Preeclamptic women produce agonistic autoantibodies to the angiotensin II type 1 receptor (AT1-AA) and exhibit increased blood pressure (MAP), vascular sensitivity to angiotensin II (ANG II), and display a decrease in renal function. The objective of this study was to examine the renal hemodynamic changes during pregnancy in the presence of AT1-AAs with or without a slow pressor dose of ANGII. In this study MAP was elevated in all pregnant rats treated with ANG II with or without AT1-AA. Glomerular filtration rate (GFR) was reduced from 1.90 ±0.16 ml/min in normal pregnant (NP) to 1.20 ±0.08 in ANGII + AT1-AA rats. Renal blood flow (RBF) was decreased in ANGII + AT1-AA vs NP rats to 7.4 ±1.09 vs. 15.4 ±1.75 ml/min. Renal vascular resistance (RVR) was drastically increased between ANGII + AT1-AA vs NP rats (18.4 ±2.91 vs. 6.4 ±0.77 mmHg/ml/min). Isoprostane excretion was increased by a 3.5 fold in ANG II + AT1-AA vs. NP (1160±321 vs. 323±52 pg/ml).

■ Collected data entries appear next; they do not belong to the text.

//! Pairwise Core Library
//!
//! Weekly registration lifecycle and teammate-rotation scheduling for a
//! fixed pool of players.

pub mod calendar;
pub mod config;
pub mod controller;
pub mod error;
pub mod invariants;
pub mod models;
pub mod pairing;
pub mod storage;

pub use calendar::LeagueCalendar;
pub use config::LeagueConfig;
pub use controller::PeriodController;
pub use error::{Error, Result};
pub use models::*;
pub use pairing::{generate_schedule, schedule_novelty, SchedulePlan, TeammateHistory};
pub use storage::{JsonFileStore, MemoryStore, PeriodStore};
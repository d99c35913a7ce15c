//! League calendar: which week a clock reading belongs to, and whether
//! registration is open at that instant.
//!
//! Both answers are pure functions of the supplied clock reading and the
//! league configuration. Nothing here reads the system clock.

use chrono::{DateTime, Datelike, FixedOffset, TimeZone, Weekday};
use chrono_tz::Tz;

use crate::config::LeagueConfig;
use crate::error::Result;
use crate::models::PeriodKey;

/// Local-time view of the league's week structure
#[derive(Debug, Clone, PartialEq, Eq)]
pub struct LeagueCalendar {
    zone: Tz,
    open_days: Vec<Weekday>,
}

impl LeagueCalendar {
    pub fn new(zone: Tz, open_days: Vec<Weekday>) -> Self {
        Self { zone, open_days }
    }

    pub fn from_config(config: &LeagueConfig) -> Result<Self> {
        Ok(Self::new(config.timezone()?, config.open_days.clone()))
    }

    pub fn zone(&self) -> Tz {
        self.zone
    }

    /// Express a clock reading in league-local time
    ///
    /// The offset in effect at that instant is kept, so summer and winter
    /// readings carry different offsets.
    pub fn local<Z: TimeZone>(&self, now: &DateTime<Z>) -> DateTime<FixedOffset> {
        now.with_timezone(&self.zone).fixed_offset()
    }

    /// ISO year and week of `now` in league-local time
    pub fn period_key<Z: TimeZone>(&self, now: &DateTime<Z>) -> PeriodKey {
        let iso = self.local(now).iso_week();
        PeriodKey {
            year: iso.year(),
            week: iso.week(),
        }
    }

    /// Local weekday of `now`
    pub fn weekday<Z: TimeZone>(&self, now: &DateTime<Z>) -> Weekday {
        self.local(now).weekday()
    }

    /// Registration is accepted on the configured weekdays only
    pub fn entry_window_open<Z: TimeZone>(&self, now: &DateTime<Z>) -> bool {
        self.open_days.contains(&self.weekday(now))
    }
}
//! Period storage for Pairwise

mod json_file;
mod memory;
mod traits;

pub use json_file::JsonFileStore;
pub use memory::MemoryStore;
pub use traits::PeriodStore;
//! Period controller - the weekly registration lifecycle
//!
//! A period starts out collecting participants and locks once, either when
//! the roster reaches capacity or when a check happens outside the
//! registration window. Locking freezes the roster and triggers schedule
//! generation. A period found locked without a schedule (generation was
//! interrupted) is repaired on the next read.
//!
//! Every operation takes the current time explicitly. The controller holds
//! no locks of its own: callers sharing a store across threads or processes
//! must serialize writers per period.

use chrono::{DateTime, FixedOffset, TimeZone};
use rand::Rng;

use crate::calendar::LeagueCalendar;
use crate::config::LeagueConfig;
use crate::error::{Error, Result};
use crate::invariants::assert_period_invariants;
use crate::models::{Period, PeriodKey};
use crate::pairing::generate_schedule;
use crate::storage::PeriodStore;

/// Drives periods in `store` through their lifecycle
pub struct PeriodController<S, R> {
    store: S,
    config: LeagueConfig,
    calendar: LeagueCalendar,
    rng: R,
}

impl<S: PeriodStore, R: Rng> PeriodController<S, R> {
    /// Create a controller; the config is validated first
    pub fn new(store: S, config: LeagueConfig, rng: R) -> Result<Self> {
        config.validate()?;
        let calendar = LeagueCalendar::from_config(&config)?;
        Ok(Self {
            store,
            config,
            calendar,
            rng,
        })
    }

    pub fn config(&self) -> &LeagueConfig {
        &self.config
    }

    pub fn calendar(&self) -> &LeagueCalendar {
        &self.calendar
    }

    pub fn store(&self) -> &S {
        &self.store
    }

    pub fn period_key<Tz: TimeZone>(&self, now: &DateTime<Tz>) -> PeriodKey {
        self.calendar.period_key(now)
    }

    pub fn entry_window_open<Tz: TimeZone>(&self, now: &DateTime<Tz>) -> bool {
        self.calendar.entry_window_open(now)
    }

    /// Read the period `now` falls in, creating it on first reference
    ///
    /// A locked period with a full roster but no schedule gets its schedule
    /// generated and saved before it is returned.
    pub fn current_period<Tz: TimeZone>(&mut self, now: &DateTime<Tz>) -> Result<Period> {
        let mut period = self.load_or_create(now)?;
        self.fill_missing_schedule(&mut period)?;
        Ok(period)
    }

    /// Whether an `add_participant` call could currently succeed for some
    /// new name
    pub fn can_register<Tz: TimeZone>(&mut self, now: &DateTime<Tz>) -> Result<bool> {
        let period = self.current_period(now)?;
        Ok(!period.locked
            && self.calendar.entry_window_open(now)
            && period.roster.len() < self.config.capacity)
    }

    /// Register a participant for the period `now` falls in
    ///
    /// Rejections leave the stored period untouched. A successful addition
    /// that fills the roster locks the period and generates its schedule.
    pub fn add_participant<Tz: TimeZone>(
        &mut self,
        now: &DateTime<Tz>,
        name: &str,
    ) -> Result<Period> {
        if !self.calendar.entry_window_open(now) {
            return Err(Error::WindowClosed(self.calendar.weekday(now)));
        }

        let mut period = self.load_or_create(now)?;
        if period.roster.len() >= self.config.capacity {
            return Err(Error::RosterFull {
                capacity: self.config.capacity,
            });
        }
        if period.locked {
            return Err(Error::PeriodLocked(period.key.to_string()));
        }

        period.roster.insert(name)?;
        assert_period_invariants(&period, self.config.capacity);
        self.store.save(&period)?;

        tracing::info!(
            week = %period.key,
            name = name.trim(),
            players = period.roster.len(),
            capacity = self.config.capacity,
            "Registered participant"
        );

        let local_now = self.calendar.local(now);
        self.advance(&mut period, &local_now)?;
        Ok(period)
    }

    /// Fire the lock transition if its conditions hold
    ///
    /// Locks when the roster is full or the registration window is closed.
    /// A period that is already locked keeps its `locked_at` and schedule.
    pub fn check_lock<Tz: TimeZone>(&mut self, now: &DateTime<Tz>) -> Result<Period> {
        let mut period = self.load_or_create(now)?;
        let local_now = self.calendar.local(now);
        self.advance(&mut period, &local_now)?;
        Ok(period)
    }

    fn advance(&mut self, period: &mut Period, now: &DateTime<FixedOffset>) -> Result<()> {
        if !period.locked {
            let full = period.roster.len() >= self.config.capacity;
            let window_closed = !self.calendar.entry_window_open(now);

            if full || window_closed {
                period.locked = true;
                period.locked_at = Some(*now);
                assert_period_invariants(period, self.config.capacity);
                self.store.save(period)?;

                tracing::info!(
                    week = %period.key,
                    players = period.roster.len(),
                    reason = if full { "roster full" } else { "window closed" },
                    "Locked period"
                );
                if !full {
                    tracing::warn!(
                        week = %period.key,
                        players = period.roster.len(),
                        capacity = self.config.capacity,
                        "Period locked with an incomplete roster, no schedule will be generated"
                    );
                }
            }
        }

        self.fill_missing_schedule(period)
    }

    /// Generate and save the schedule of a locked, full period lacking one
    fn fill_missing_schedule(&mut self, period: &mut Period) -> Result<()> {
        if !period.is_missing_schedule() || period.roster.len() != self.config.capacity {
            return Ok(());
        }

        tracing::info!(week = %period.key, "Generating schedule for locked period");
        let plan = self.config.plan();
        period.schedule = generate_schedule(period.roster.as_slice(), &plan, &mut self.rng)?;
        assert_period_invariants(period, self.config.capacity);
        self.store.save(period)?;
        Ok(())
    }

    fn load_or_create<Tz: TimeZone>(&self, now: &DateTime<Tz>) -> Result<Period> {
        let key = self.calendar.period_key(now);
        if let Some(period) = self.store.load(&key)? {
            if period.roster.len() > self.config.capacity {
                return Err(Error::Config(format!(
                    "period {} holds {} participants, more than the configured capacity of {}",
                    key,
                    period.roster.len(),
                    self.config.capacity
                )));
            }
            return Ok(period);
        }

        let period = Period::new(key, self.calendar.local(now));
        self.store.save(&period)?;
        tracing::info!(week = %key, "Created period");
        Ok(period)
    }
}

In conclusion ANG II and AT1-AA together, significantly decrease GFR by 37%, RBF by 50%, and caused a 3 fold increase in RVR and isoprostane levels vs NP rats. These data indicate the importance of AT1-AAs to enhance ANG II induced renal vasoconstriction and reduce renal function as mechanisms to cause hypertension as observed during preeclampsia.